From 2009 to 2016, support to single-company towns, or monotowns, were arranged on the basis of presidential or government decrees. The development programme for monotowns was only approved in late 2016. A study by the Federal Accounts Chamber (FAC) found the programme lacking in terms of comprehensive scope, concrete measures and long-term objectives. FAC noted overlapping functions and insufficient coordination. At the federal level, the programme involves e.g. 12 ministries and 9 lenders (including 4 large state banks). Monitoring statistics are compiled by 4 federal authorities without unification. Several relevant monitoring indicators were only decided early this year. Information on the companies forming a town is often partly confidential.
The FAC said it was not possible to sort out the results of support measures, noting that no federal executive authority has reliable information even on the amount of support granted. Transfers from other government budgets to monotowns equalled 0.6 % of total consolidated government budget spending in 2010–16. Of that, 30 % went to the 8 largest monocities. Besides budget money, support has been provided in the form of credit and tax reliefs. Monotowns have made agreements on co-financing infrastructure projects and have established zones of accelerated economic development.
The number of towns officially listed as monotowns has declined slightly since the 2009 recession, and now stands at 319. A town is defined as a monotown if it has over 3,000 inhabitants and one industrial firm (excluding oil & gas production) accounts for at least 20 % of employment in the town during five years before the listing. The monotown distress ranking (three categories) uses such criteria as termination of a town company, the number of lay-offs planned by a town company, prospects for a town company's industry, the local unemployment rate and town residents' assessments of local conditions compiled in official surveys. 100 monotowns are currently ranked as problem towns (75 in 2013). Nearly 150 are classed as having a risk of deterioration, and over 70 are classed as stable. The FAC says the list needs updating.
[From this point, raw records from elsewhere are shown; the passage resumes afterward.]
//! Store error types.

use payconsole_common::Currency;
use thiserror::Error;

/// Errors raised by the selection stores and their storage backends.
#[derive(Debug, Error)]
pub enum StoreError {
    /// Reading or writing a storage slot failed.
    #[error("Storage I/O error: {0}")]
    Io(#[from] std::io::Error),

    /// A snapshot could not be encoded.
    #[error("Snapshot serialization error: {0}")]
    Serialization(#[from] serde_json::Error),

    /// Storage keys are limited to lowercase letters, digits, `-` and `_`.
    #[error("Invalid storage key: {0:?}")]
    InvalidKey(String),

    /// Currency is not in the supported display set.
    #[error("Unsupported display currency: {0}")]
    UnsupportedCurrency(Currency),

    /// Operation needs a selected country.
    #[error("No country selected")]
    NoCountrySelected,

    /// Merchant id failed validation.
    #[error("Invalid merchant id: {0:?}")]
    InvalidMerchant(String),
}

/// Result type for store operations.
pub type StoreResult<T> = Result<T, StoreError>;
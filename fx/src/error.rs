//! FX error types.

use payconsole_common::Currency;
use thiserror::Error;

/// Errors a rate source can report.
///
/// The fetcher never hands these to its callers; they end up in the log.
#[derive(Debug, Error)]
pub enum FxError {
    /// Transport-level failure talking to the rate service.
    #[error("Rate request failed: {0}")]
    Transport(String),

    /// Service answered with something other than `"success"`.
    #[error("Rate service reported {result:?} for {base}")]
    Unsuccessful { base: Currency, result: String },

    /// Response body could not be understood.
    #[error("Malformed rate payload: {0}")]
    MalformedPayload(String),

    /// Service answered successfully but without usable rates.
    #[error("No rates returned for {0}")]
    EmptyRates(Currency),
}

impl From<reqwest::Error> for FxError {
    fn from(e: reqwest::Error) -> Self {
        if e.is_decode() {
            FxError::MalformedPayload(e.to_string())
        } else {
            FxError::Transport(e.to_string())
        }
    }
}

/// Result type for FX operations.
pub type FxResult<T> = Result<T, FxError>;
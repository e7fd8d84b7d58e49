//! Time utilities and constants for the currency display layer.

use chrono::{DateTime, Duration, Utc};

/// Timing constants.
pub mod constants {
    use super::Duration;

    /// How long a fetched rate table is reused (1 hour).
    pub fn rate_cache_window() -> Duration {
        Duration::hours(1)
    }

    /// Default upstream request timeout (10 seconds).
    pub fn rate_request_timeout() -> std::time::Duration {
        std::time::Duration::from_secs(10)
    }
}

/// A timestamp, always UTC.
pub type Timestamp = DateTime<Utc>;

/// Get the current timestamp.
pub fn now() -> Timestamp {
    Utc::now()
}

/// Whether `timestamp` lies less than `window` in the past.
///
/// Timestamps in the future count as fresh.
pub fn is_within(timestamp: Timestamp, window: Duration) -> bool {
    now().signed_duration_since(timestamp) < window
}
//! Built-in rate table used when the rate service has never answered.

use payconsole_common::{Currency, RateTable, FALLBACK_BASE_CURRENCY};
use rust_decimal::Decimal;

use crate::cache::RateCacheEntry;

/// Approximate USD rates, one per supported display currency.
const FALLBACK_USD_RATES: &[(&str, i64, u32)] = &[
    ("USD", 1, 0),
    ("CNY", 709, 2),
    ("EUR", 92, 2),
    ("GBP", 79, 2),
    ("JPY", 15120, 2),
    ("HKD", 782, 2),
    ("SGD", 135, 2),
    ("THB", 3650, 2),
    ("MYR", 472, 2),
    ("IDR", 15800, 0),
    ("PHP", 5620, 2),
    ("VND", 24500, 0),
    ("INR", 8330, 2),
    ("KRW", 1340, 0),
    ("AUD", 152, 2),
    ("BRL", 497, 2),
    ("MXN", 1710, 2),
];

/// The fallback table, relative to [`FALLBACK_BASE_CURRENCY`].
pub fn fallback_rates() -> RateTable {
    FALLBACK_USD_RATES
        .iter()
        .map(|&(code, mantissa, scale)| (Currency::new(code), Decimal::new(mantissa, scale)))
        .collect()
}

/// A cache entry holding the fallback table.
///
/// The fetch time stays unset so the next trigger still asks the network.
pub fn fallback_entry() -> RateCacheEntry {
    RateCacheEntry {
        rates: fallback_rates(),
        base_currency: Currency::new(FALLBACK_BASE_CURRENCY),
        last_fetch_time: None,
    }
}

#[cfg(test)]
mod tests {
    use super::*;
    use payconsole_common::SUPPORTED_DISPLAY_CURRENCIES;
    use rust_decimal_macros::dec;

    #[test]
    fn test_fallback_covers_supported_set() {
        let table = fallback_rates();
        for code in SUPPORTED_DISPLAY_CURRENCIES {
            assert!(table.contains(&Currency::new(*code)), "missing fallback rate for {code}");
        }
        assert_eq!(table.len(), SUPPORTED_DISPLAY_CURRENCIES.len());
    }

    #[test]
    fn test_fallback_values() {
        let table = fallback_rates();
        assert_eq!(table.get(&Currency::usd()), Some(dec!(1)));
        assert_eq!(table.get(&Currency::cny()), Some(dec!(7.09)));
        assert_eq!(table.get(&Currency::new("IDR")), Some(dec!(15800)));
    }

    #[test]
    fn test_fallback_entry_is_populated_but_unstamped() {
        let entry = fallback_entry();
        assert!(entry.is_populated());
        assert!(entry.last_fetch_time.is_none());
    }
}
61 of Russia's over 80 administrative regions have monotowns. In over 200, and in over 70 problem towns, the town company's industry is machinery, equipment & transport vehicles, metals, mineral extraction or forest industry.
The officially listed monotowns had 13.6 million inhabitants or 9.3 % of the Russian population at the start of 2017. Monotowns stood for 8.5 % of the employed and 11 % of the unemployed nationally. The town companies represent 5–6 % of goods supplied nationally and they employ one million workers, or 1.5 % of the employed. Almost 3 % of the Russian population lives in the problem towns. Three monocities have populations in excess of 500,000, of which two are problem cities. FAC's own separate survey found that 70 % of monotown residents find the living conditions unfavourable or barely tolerable and that 60 % would like to move elsewhere. Under 8 % found the measures of local officials adequate. The FAC reports that the population of monotowns has decreased in recent years and the real volume of goods supplied by the town companies shrank by about 6 % during 2015–16.